*** Opening of Data under study ***

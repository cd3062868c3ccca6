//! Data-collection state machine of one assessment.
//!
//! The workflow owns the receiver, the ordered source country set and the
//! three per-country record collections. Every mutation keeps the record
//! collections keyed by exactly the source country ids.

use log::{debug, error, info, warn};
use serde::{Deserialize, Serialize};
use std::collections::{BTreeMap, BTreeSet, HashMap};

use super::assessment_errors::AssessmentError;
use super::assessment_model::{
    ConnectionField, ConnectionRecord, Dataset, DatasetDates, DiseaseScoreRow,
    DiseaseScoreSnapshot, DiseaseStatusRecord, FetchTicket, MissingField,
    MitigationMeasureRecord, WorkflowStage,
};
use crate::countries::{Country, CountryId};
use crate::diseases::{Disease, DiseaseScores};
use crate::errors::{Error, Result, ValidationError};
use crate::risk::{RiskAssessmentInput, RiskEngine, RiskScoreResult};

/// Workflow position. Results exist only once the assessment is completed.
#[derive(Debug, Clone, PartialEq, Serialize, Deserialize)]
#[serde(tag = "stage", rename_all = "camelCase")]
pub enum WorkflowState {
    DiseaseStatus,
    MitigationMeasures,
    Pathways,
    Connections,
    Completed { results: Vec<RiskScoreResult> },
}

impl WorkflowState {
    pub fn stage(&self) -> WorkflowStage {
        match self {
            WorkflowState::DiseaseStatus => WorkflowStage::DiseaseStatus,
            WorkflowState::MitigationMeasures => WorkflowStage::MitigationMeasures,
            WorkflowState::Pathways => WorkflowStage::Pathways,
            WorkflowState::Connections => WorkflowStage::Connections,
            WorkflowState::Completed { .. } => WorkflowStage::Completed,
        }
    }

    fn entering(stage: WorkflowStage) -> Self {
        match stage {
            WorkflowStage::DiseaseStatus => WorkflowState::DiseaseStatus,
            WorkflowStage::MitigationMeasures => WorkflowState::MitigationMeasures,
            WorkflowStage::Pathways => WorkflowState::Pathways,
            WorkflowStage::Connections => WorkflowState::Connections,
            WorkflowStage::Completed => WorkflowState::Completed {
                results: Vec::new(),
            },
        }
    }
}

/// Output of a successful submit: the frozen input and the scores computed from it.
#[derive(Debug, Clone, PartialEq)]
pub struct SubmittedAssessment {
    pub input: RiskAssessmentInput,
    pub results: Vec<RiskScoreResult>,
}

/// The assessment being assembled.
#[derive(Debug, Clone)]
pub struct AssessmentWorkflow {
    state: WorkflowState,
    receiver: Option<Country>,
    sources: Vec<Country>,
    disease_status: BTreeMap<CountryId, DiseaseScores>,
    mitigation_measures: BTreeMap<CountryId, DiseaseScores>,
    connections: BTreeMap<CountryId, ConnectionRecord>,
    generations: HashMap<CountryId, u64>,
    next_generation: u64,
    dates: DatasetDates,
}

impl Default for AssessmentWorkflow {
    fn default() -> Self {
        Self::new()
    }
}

*** Close of Data under study ***
*** Opening of Data under study ***

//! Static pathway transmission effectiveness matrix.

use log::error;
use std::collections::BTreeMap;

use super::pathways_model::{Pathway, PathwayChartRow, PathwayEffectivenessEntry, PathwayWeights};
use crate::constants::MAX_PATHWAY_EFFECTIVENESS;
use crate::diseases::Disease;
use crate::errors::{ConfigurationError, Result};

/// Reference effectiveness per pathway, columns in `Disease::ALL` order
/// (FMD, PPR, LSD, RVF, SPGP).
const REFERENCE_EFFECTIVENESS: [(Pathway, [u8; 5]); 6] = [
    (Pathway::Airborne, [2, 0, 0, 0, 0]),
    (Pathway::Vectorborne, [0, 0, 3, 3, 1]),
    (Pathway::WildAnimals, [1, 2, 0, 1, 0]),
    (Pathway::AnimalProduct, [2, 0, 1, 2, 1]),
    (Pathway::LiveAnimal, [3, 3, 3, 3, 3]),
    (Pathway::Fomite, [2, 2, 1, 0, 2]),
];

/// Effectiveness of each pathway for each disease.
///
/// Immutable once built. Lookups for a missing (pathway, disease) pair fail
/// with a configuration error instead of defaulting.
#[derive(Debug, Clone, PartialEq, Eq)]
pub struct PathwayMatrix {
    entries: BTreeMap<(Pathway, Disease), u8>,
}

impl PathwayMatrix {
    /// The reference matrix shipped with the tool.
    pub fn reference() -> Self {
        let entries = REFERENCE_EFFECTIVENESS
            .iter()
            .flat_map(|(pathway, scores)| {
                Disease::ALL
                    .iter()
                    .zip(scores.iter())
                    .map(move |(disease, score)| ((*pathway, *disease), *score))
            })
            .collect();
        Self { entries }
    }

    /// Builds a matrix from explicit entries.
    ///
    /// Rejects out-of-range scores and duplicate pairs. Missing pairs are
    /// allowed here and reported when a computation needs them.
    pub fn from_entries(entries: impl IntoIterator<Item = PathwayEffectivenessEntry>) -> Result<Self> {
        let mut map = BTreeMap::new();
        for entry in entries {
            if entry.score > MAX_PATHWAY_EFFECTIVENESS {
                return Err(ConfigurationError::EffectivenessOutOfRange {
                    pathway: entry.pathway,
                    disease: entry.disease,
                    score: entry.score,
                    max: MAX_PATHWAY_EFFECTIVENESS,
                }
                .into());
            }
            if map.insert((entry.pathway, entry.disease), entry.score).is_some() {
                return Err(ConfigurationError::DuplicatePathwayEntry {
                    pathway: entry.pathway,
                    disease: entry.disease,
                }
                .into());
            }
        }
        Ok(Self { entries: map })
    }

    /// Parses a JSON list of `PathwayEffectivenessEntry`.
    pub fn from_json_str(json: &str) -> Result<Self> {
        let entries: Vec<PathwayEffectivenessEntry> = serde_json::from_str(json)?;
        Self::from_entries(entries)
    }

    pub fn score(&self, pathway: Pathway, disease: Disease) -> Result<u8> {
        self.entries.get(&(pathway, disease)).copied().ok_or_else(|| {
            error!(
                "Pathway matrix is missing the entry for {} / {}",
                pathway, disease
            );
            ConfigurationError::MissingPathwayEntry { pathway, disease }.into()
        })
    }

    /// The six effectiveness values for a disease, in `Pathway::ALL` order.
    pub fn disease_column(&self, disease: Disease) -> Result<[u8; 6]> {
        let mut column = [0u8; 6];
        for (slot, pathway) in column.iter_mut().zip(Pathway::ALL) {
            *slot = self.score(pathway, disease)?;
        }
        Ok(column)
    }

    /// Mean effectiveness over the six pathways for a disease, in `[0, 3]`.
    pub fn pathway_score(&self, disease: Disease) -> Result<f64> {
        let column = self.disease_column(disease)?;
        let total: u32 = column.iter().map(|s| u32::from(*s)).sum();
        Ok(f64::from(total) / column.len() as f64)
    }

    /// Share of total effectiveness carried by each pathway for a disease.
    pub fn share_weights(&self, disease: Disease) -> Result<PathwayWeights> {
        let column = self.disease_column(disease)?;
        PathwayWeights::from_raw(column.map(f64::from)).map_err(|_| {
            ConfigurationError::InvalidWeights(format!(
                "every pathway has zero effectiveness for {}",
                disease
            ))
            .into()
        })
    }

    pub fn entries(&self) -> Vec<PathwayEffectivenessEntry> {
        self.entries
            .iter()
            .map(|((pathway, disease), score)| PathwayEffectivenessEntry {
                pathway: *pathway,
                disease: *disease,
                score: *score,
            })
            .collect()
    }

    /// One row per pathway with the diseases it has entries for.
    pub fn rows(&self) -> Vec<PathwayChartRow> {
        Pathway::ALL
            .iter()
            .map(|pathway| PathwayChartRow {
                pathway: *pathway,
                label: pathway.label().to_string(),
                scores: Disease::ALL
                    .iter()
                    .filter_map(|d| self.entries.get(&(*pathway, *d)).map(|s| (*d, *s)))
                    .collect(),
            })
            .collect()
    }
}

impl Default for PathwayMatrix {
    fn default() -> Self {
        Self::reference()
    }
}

*** Close of Data under study ***

_Exercise requirements_
Search the material above for lines containing the string "crate", then pull them out.

_Response for this exercise_
use crate::countries::{Country, CountryId};
use crate::diseases::{Disease, DiseaseScores};
use crate::errors::{Error, Result, ValidationError};
use crate::risk::{RiskAssessmentInput, RiskEngine, RiskScoreResult};
use crate::constants::MAX_PATHWAY_EFFECTIVENESS;
use crate::diseases::Disease;
use crate::errors::{ConfigurationError, Result};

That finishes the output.